# Crazy Late season hunt December 18th



## Lqpvhonker (Jul 13, 2009)

Went to pick up my friend and my friends trailer, and headed out to the field only to find four pick up trucks and and guys hauling out decoys to the spot we had planned to hunt. After some investigating we found out they had gotten permission for the field a hundred yards to the east. Instead of being jerks we decided to hunt together so we could kill as many geese as possible because for many of us we were thinking this was gonna be the last hunt possibly for the season. We finished setting up around ten and the waiting began. The first flock left the refuge around 11:30 and busted us we were all standing up talking.
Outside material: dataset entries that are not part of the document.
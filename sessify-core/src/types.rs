//! Core data type definitions

use chrono::{DateTime, Duration, Utc};
use serde::{Deserialize, Serialize};

/// Maximum length of a session id, matching the persisted schema
pub const MAX_SESSION_ID_LEN: usize = 80;
/// Maximum length of an application namespace, matching the persisted schema
pub const MAX_APPLICATION_LEN: usize = 255;

/// Primary key of a session record: the host-supplied session id scoped to
/// one logical application, so the same id can exist under different
/// applications without colliding.
#[derive(Debug, Clone, PartialEq, Eq, Hash, Serialize, Deserialize)]
pub struct SessionKey {
    /// Session identifier issued by the hosting framework (≤ 80 chars)
    pub session_id: String,
    /// Application namespace (≤ 255 chars)
    pub application: String,
}

impl SessionKey {
    pub fn new<S: Into<String>, A: Into<String>>(session_id: S, application: A) -> Self {
        Self {
            session_id: session_id.into(),
            application: application.into(),
        }
    }
}

/// Record flags stored alongside a session
#[derive(Debug, Clone, Copy, PartialEq, Eq, Serialize, Deserialize)]
pub enum SessionFlags {
    /// Fully initialized record
    Normal,
    /// Placeholder record created before its content is known (e.g. cookie
    /// pre-creation across a redirect); cleared on first exclusive read.
    Uninitialized,
}

impl SessionFlags {
    /// Decode from the stored integer representation
    pub fn from_raw(raw: i64) -> Self {
        match raw {
            1 => Self::Uninitialized,
            _ => Self::Normal,
        }
    }

    /// Encode to the stored integer representation
    pub fn as_raw(self) -> i64 {
        match self {
            Self::Normal => 0,
            Self::Uninitialized => 1,
        }
    }
}

/// In-memory session value exchanged with the hosting framework.
///
/// The item blob is externally serialized and never interpreted here; the
/// store only persists and returns it byte-for-byte.
#[derive(Debug, Clone, PartialEq, Eq)]
pub struct SessionState {
    /// Opaque serialized session items
    pub items: Vec<u8>,
    /// Timeout in minutes used to compute the record expiry on write
    pub timeout_minutes: u32,
}

impl SessionState {
    pub fn new(items: Vec<u8>, timeout_minutes: u32) -> Self {
        Self {
            items,
            timeout_minutes,
        }
    }

    /// Construct an empty session value, the "new session" factory
    pub fn empty(timeout_minutes: u32) -> Self {
        Self {
            items: Vec::new(),
            timeout_minutes,
        }
    }

    pub fn is_empty(&self) -> bool {
        self.items.is_empty()
    }
}

/// One persisted session record, the full row image
#[derive(Debug, Clone)]
pub struct SessionRecord {
    pub session_id: String,
    pub application: String,
    pub created: DateTime<Utc>,
    pub expires: DateTime<Utc>,
    pub lock_date: DateTime<Utc>,
    /// Lock generation counter; bumped on each successful exclusive
    /// acquisition and echoed by the holder on write/release/remove
    pub lock_token: i64,
    pub timeout_minutes: u32,
    pub locked: bool,
    pub items: Vec<u8>,
    pub flags: SessionFlags,
}

impl SessionRecord {
    /// Build a fresh unlocked record for `state` under `key`, created `now`
    /// and expiring after the state's timeout
    pub fn new(key: &SessionKey, state: &SessionState, now: DateTime<Utc>) -> Self {
        Self {
            session_id: key.session_id.clone(),
            application: key.application.clone(),
            created: now,
            expires: now + Duration::minutes(i64::from(state.timeout_minutes)),
            lock_date: now,
            lock_token: 0,
            timeout_minutes: state.timeout_minutes,
            locked: false,
            items: state.items.clone(),
            flags: SessionFlags::Normal,
        }
    }

    /// Build a placeholder record with no meaningful content yet
    pub fn uninitialized(key: &SessionKey, timeout_minutes: u32, now: DateTime<Utc>) -> Self {
        let mut record = Self::new(key, &SessionState::empty(timeout_minutes), now);
        record.flags = SessionFlags::Uninitialized;
        record
    }

    pub fn key(&self) -> SessionKey {
        SessionKey::new(self.session_id.clone(), self.application.clone())
    }

    /// A record past its expiry is logically dead: never lockable, and any
    /// read of it behaves as "not found"
    pub fn is_expired(&self, now: DateTime<Utc>) -> bool {
        self.expires < now
    }

    /// How long the current lock has been held
    pub fn lock_age(&self, now: DateTime<Utc>) -> Duration {
        now - self.lock_date
    }

    /// The in-memory session value carried by this record
    pub fn state(&self) -> SessionState {
        SessionState::new(self.items.clone(), self.timeout_minutes)
    }
}

/// Outcome of a read operation. "Not found" and "locked" are normal results
/// of concurrent operation, not faults.
#[derive(Debug, Clone)]
pub enum SessionFetch {
    /// No live record exists under the key
    NotFound,
    /// The record is exclusively held by another caller; retry is the
    /// host's policy. Carries the age and generation of the current lock.
    Locked {
        lock_age: Duration,
        lock_token: i64,
    },
    /// The record was read; on the exclusive path `lock_token` is the newly
    /// granted generation the caller must echo on write/release
    Found {
        state: SessionState,
        lock_token: i64,
    },
}

impl SessionFetch {
    pub fn is_found(&self) -> bool {
        matches!(self, Self::Found { .. })
    }

    pub fn is_locked(&self) -> bool {
        matches!(self, Self::Locked { .. })
    }

    pub fn is_not_found(&self) -> bool {
        matches!(self, Self::NotFound)
    }
}

#[cfg(test)]
mod tests {
    use super::*;

    #[test]
    fn test_flags_round_trip() {
        assert_eq!(SessionFlags::from_raw(0), SessionFlags::Normal);
        assert_eq!(SessionFlags::from_raw(1), SessionFlags::Uninitialized);
        assert_eq!(SessionFlags::Normal.as_raw(), 0);
        assert_eq!(SessionFlags::Uninitialized.as_raw(), 1);
        // Unknown raw values decode as Normal rather than failing the read.
        assert_eq!(SessionFlags::from_raw(42), SessionFlags::Normal);
    }

    #[test]
    fn test_empty_state_has_no_items() {
        let state = SessionState::empty(20);
        assert!(state.is_empty());
        assert_eq!(state.timeout_minutes, 20);
    }

    #[test]
    fn test_new_record_is_unlocked_with_zero_token() {
        let key = SessionKey::new("s1", "/app");
        let now = Utc::now();
        let record = SessionRecord::new(&key, &SessionState::empty(20), now);

        assert!(!record.locked);
        assert_eq!(record.lock_token, 0);
        assert_eq!(record.flags, SessionFlags::Normal);
        assert_eq!(record.expires, now + Duration::minutes(20));
        assert!(!record.is_expired(now));
        assert!(record.is_expired(now + Duration::minutes(21)));
    }

    #[test]
    fn test_uninitialized_record_is_flagged() {
        let key = SessionKey::new("s2", "/app");
        let record = SessionRecord::uninitialized(&key, 20, Utc::now());

        assert_eq!(record.flags, SessionFlags::Uninitialized);
        assert!(record.items.is_empty());
        assert!(!record.locked);
    }

    #[test]
    fn test_lock_age_measures_from_lock_date() {
        let key = SessionKey::new("s3", "/app");
        let now = Utc::now();
        let mut record = SessionRecord::new(&key, &SessionState::empty(20), now);
        record.locked = true;
        record.lock_date = now - Duration::seconds(90);

        assert_eq!(record.lock_age(now), Duration::seconds(90));
    }
}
After settling into our blinds the next group of about 25 birds came ten yards of the deck about a half mile out and set right in to the kill hole. We dropped 7 out of the flock, I took the duty of filming the hunt so i waited for my turn to shoot. After that it was every ten minutes flock after flock of geese came right in. We had our 9 man 27 goose limit before 12:30.


----------



## Cootshoot (Dec 18, 2010)

Well done, now lets see that video.


----------



## dsm16428 (Feb 19, 2009)

NIce!! It's good to hear "the good stories" about working together to put an even bigger hurtin on the birds! Gotta love that fast and furious action huh? :thumb:


----------



## Lqpvhonker (Jul 13, 2009)

Here is some links to the videos

First flock 




Last flock of the day


----------



## blhunter3 (May 5, 2007)

Nice hunt and video's.


----------



## FREIBS (Mar 18, 2008)

NICE HUNT!! :bop: Thats the way to hammer em. Thanks for lettin my buddies hunt your spot, now they can rub it in even more about how many more geese they shoot than me!


----------



## sno (Aug 18, 2009)

good to see guys working together and enjoying a good hunt


----------



## DakotaYota (Dec 6, 2008)

That is freaking awesome!!!! Congrats. Im jealous....wish the birds were still here! :beer:


----------



## Lqpvhonker (Jul 13, 2009)

Thanks guys another year down the barrel


----------